WHAT THE TASK REQUIRES => Set down the lines below exactly as they stand, please. Go from the first through the one containing "3 => Some(Self".

DATA FOR THIS EXERCISE =>
*** Block opens ***

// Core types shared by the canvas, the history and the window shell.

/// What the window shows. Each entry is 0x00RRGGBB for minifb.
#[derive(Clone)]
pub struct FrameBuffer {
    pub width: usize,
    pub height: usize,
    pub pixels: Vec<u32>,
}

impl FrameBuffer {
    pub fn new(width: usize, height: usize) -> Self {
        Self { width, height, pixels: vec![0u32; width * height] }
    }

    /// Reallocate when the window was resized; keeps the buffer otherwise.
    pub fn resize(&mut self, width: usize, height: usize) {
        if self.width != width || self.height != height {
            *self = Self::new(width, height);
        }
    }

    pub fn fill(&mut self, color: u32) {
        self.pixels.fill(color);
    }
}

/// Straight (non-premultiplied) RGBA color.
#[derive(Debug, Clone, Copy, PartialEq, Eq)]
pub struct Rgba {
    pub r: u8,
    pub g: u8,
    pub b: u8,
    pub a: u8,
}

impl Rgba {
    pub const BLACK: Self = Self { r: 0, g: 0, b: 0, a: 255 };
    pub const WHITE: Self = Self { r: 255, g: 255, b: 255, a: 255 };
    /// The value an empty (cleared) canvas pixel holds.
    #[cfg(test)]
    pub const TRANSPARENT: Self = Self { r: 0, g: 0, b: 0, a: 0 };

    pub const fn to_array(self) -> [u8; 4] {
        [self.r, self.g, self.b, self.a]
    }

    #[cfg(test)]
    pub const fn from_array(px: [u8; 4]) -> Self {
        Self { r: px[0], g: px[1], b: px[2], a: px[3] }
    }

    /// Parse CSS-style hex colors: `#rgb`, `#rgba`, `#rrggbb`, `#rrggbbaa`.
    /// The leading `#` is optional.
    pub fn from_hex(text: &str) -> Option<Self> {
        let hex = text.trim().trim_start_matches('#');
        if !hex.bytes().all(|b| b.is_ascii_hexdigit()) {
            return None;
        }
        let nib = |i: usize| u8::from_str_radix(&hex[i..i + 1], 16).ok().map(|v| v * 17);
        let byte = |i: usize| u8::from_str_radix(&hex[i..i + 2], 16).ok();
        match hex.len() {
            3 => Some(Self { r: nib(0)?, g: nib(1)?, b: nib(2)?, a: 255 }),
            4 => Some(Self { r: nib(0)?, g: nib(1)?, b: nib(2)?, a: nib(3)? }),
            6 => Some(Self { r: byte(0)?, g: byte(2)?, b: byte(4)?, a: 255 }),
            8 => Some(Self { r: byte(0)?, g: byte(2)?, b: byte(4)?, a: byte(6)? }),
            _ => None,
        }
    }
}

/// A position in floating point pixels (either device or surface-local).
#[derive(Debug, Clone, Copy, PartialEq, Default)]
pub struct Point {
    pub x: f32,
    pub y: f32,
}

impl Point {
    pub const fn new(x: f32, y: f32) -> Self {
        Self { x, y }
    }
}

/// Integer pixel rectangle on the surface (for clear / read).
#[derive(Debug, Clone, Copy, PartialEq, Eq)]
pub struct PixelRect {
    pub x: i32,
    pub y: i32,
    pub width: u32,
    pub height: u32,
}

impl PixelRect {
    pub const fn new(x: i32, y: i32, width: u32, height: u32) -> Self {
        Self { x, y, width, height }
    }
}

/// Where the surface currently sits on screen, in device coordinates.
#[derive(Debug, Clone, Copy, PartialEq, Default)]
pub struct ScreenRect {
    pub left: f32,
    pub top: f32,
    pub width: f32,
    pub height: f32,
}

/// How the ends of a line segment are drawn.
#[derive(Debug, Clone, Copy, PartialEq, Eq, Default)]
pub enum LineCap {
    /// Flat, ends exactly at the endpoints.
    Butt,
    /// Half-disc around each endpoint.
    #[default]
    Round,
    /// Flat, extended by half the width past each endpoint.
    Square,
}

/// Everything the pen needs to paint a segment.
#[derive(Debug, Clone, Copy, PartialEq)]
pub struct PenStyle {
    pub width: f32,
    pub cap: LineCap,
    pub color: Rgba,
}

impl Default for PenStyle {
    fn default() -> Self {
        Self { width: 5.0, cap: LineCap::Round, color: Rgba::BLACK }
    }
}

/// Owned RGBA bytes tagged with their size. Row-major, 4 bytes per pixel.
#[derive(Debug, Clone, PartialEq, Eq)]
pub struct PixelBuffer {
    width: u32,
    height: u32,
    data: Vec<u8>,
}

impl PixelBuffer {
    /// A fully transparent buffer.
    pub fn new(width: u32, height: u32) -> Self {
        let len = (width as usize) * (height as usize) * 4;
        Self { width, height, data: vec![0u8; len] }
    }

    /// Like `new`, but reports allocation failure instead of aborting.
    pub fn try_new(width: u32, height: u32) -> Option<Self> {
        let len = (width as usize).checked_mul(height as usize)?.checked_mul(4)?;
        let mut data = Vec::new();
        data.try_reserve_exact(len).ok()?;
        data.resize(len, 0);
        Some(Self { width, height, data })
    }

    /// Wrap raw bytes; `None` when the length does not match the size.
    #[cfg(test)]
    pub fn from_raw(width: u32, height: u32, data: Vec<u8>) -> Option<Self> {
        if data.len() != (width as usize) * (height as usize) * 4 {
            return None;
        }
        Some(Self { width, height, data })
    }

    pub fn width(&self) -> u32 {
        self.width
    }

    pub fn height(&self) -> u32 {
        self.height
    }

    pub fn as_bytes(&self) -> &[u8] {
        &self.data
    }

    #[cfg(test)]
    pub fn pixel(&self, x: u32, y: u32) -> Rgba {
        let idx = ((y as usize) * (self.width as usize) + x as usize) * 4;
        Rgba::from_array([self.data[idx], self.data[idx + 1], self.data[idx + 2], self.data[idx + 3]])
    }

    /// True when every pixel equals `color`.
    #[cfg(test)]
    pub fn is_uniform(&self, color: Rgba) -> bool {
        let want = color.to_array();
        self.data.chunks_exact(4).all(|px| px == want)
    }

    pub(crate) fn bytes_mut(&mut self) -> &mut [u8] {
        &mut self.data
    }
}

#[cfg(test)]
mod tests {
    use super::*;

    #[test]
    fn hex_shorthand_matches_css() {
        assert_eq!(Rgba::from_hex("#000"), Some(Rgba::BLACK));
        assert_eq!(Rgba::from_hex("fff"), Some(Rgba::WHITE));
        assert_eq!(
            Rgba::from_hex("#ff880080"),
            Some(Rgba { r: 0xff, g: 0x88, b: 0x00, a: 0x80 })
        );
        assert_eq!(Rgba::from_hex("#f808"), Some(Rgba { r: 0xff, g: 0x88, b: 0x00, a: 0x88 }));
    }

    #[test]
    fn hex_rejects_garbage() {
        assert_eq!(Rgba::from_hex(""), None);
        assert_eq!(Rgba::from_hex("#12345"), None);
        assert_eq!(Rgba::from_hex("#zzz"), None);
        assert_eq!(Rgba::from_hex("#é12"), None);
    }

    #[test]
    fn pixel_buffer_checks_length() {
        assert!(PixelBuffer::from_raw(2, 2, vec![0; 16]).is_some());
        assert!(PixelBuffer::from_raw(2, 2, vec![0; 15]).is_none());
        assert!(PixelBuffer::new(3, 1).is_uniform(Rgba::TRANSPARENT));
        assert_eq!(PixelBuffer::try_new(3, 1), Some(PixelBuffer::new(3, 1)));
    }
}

*** Block closes ***

OUTPUT BELOW =>
// Core types shared by the canvas, the history and the window shell.

/// What the window shows. Each entry is 0x00RRGGBB for minifb.
#[derive(Clone)]
pub struct FrameBuffer {
    pub width: usize,
    pub height: usize,
    pub pixels: Vec<u32>,
}

impl FrameBuffer {
    pub fn new(width: usize, height: usize) -> Self {
        Self { width, height, pixels: vec![0u32; width * height] }
    }

    /// Reallocate when the window was resized; keeps the buffer otherwise.
    pub fn resize(&mut self, width: usize, height: usize) {
        if self.width != width || self.height != height {
            *self = Self::new(width, height);
        }
    }

    pub fn fill(&mut self, color: u32) {
        self.pixels.fill(color);
    }
}

/// Straight (non-premultiplied) RGBA color.
#[derive(Debug, Clone, Copy, PartialEq, Eq)]
pub struct Rgba {
    pub r: u8,
    pub g: u8,
    pub b: u8,
    pub a: u8,
}

impl Rgba {
    pub const BLACK: Self = Self { r: 0, g: 0, b: 0, a: 255 };
    pub const WHITE: Self = Self { r: 255, g: 255, b: 255, a: 255 };
    /// The value an empty (cleared) canvas pixel holds.
    #[cfg(test)]
    pub const TRANSPARENT: Self = Self { r: 0, g: 0, b: 0, a: 0 };

    pub const fn to_array(self) -> [u8; 4] {
        [self.r, self.g, self.b, self.a]
    }

    #[cfg(test)]
    pub const fn from_array(px: [u8; 4]) -> Self {
        Self { r: px[0], g: px[1], b: px[2], a: px[3] }
    }

    /// Parse CSS-style hex colors: `#rgb`, `#rgba`, `#rrggbb`, `#rrggbbaa`.
    /// The leading `#` is optional.
    pub fn from_hex(text: &str) -> Option<Self> {
        let hex = text.trim().trim_start_matches('#');
        if !hex.bytes().all(|b| b.is_ascii_hexdigit()) {
            return None;
        }
        let nib = |i: usize| u8::from_str_radix(&hex[i..i + 1], 16).ok().map(|v| v * 17);
        let byte = |i: usize| u8::from_str_radix(&hex[i..i + 2], 16).ok();
        match hex.len() {
            3 => Some(Self { r: nib(0)?, g: nib(1)?, b: nib(2)?, a: 255 }),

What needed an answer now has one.